Collected data entries
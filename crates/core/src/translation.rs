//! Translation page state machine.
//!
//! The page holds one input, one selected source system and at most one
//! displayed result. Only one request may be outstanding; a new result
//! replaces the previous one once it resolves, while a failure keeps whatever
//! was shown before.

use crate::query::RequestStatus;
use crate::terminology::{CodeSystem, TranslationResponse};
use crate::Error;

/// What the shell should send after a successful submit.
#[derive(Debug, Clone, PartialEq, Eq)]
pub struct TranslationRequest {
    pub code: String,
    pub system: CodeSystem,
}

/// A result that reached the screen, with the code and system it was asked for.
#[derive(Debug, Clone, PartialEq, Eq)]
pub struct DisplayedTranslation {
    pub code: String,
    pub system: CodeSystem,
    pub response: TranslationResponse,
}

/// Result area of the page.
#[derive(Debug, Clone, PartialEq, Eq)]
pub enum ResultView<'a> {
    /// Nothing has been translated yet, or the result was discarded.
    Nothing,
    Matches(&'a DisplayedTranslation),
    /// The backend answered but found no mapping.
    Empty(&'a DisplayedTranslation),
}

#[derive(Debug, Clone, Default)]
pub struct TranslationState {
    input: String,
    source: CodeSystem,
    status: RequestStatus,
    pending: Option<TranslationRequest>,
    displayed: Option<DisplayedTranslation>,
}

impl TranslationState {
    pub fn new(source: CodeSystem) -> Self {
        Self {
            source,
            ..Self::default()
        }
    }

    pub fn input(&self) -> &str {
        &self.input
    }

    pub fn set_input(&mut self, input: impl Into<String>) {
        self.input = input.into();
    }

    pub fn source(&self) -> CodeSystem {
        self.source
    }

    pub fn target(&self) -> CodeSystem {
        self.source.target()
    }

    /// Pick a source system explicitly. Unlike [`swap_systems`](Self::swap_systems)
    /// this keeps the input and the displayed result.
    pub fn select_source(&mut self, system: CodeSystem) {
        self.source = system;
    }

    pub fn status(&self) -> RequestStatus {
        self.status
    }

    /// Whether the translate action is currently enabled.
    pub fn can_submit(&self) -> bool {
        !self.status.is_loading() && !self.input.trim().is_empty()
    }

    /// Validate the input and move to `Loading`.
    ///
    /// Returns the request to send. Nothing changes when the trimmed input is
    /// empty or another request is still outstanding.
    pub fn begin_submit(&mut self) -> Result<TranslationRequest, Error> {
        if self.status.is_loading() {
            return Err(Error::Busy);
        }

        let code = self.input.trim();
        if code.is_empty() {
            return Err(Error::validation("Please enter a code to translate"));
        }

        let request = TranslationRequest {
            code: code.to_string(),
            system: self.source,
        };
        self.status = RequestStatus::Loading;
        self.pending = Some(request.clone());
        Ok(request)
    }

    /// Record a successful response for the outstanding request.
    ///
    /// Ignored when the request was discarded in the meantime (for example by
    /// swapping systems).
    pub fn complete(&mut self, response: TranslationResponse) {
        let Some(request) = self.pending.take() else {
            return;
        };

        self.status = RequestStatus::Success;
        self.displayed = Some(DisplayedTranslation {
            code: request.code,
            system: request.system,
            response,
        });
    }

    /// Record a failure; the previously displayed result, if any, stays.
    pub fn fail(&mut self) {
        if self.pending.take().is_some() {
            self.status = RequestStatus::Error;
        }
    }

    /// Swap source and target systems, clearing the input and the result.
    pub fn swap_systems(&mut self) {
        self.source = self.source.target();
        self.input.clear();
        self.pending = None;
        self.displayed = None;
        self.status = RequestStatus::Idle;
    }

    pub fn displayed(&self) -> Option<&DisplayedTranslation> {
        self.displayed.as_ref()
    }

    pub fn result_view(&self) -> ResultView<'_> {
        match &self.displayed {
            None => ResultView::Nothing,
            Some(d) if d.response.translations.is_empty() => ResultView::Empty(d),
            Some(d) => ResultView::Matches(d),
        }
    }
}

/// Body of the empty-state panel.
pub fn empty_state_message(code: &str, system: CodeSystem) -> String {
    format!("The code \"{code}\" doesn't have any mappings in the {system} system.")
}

■ Directions: Using the records above, find the number of lines that contain the string "target", and give that number without further comment.

■ Task output: 4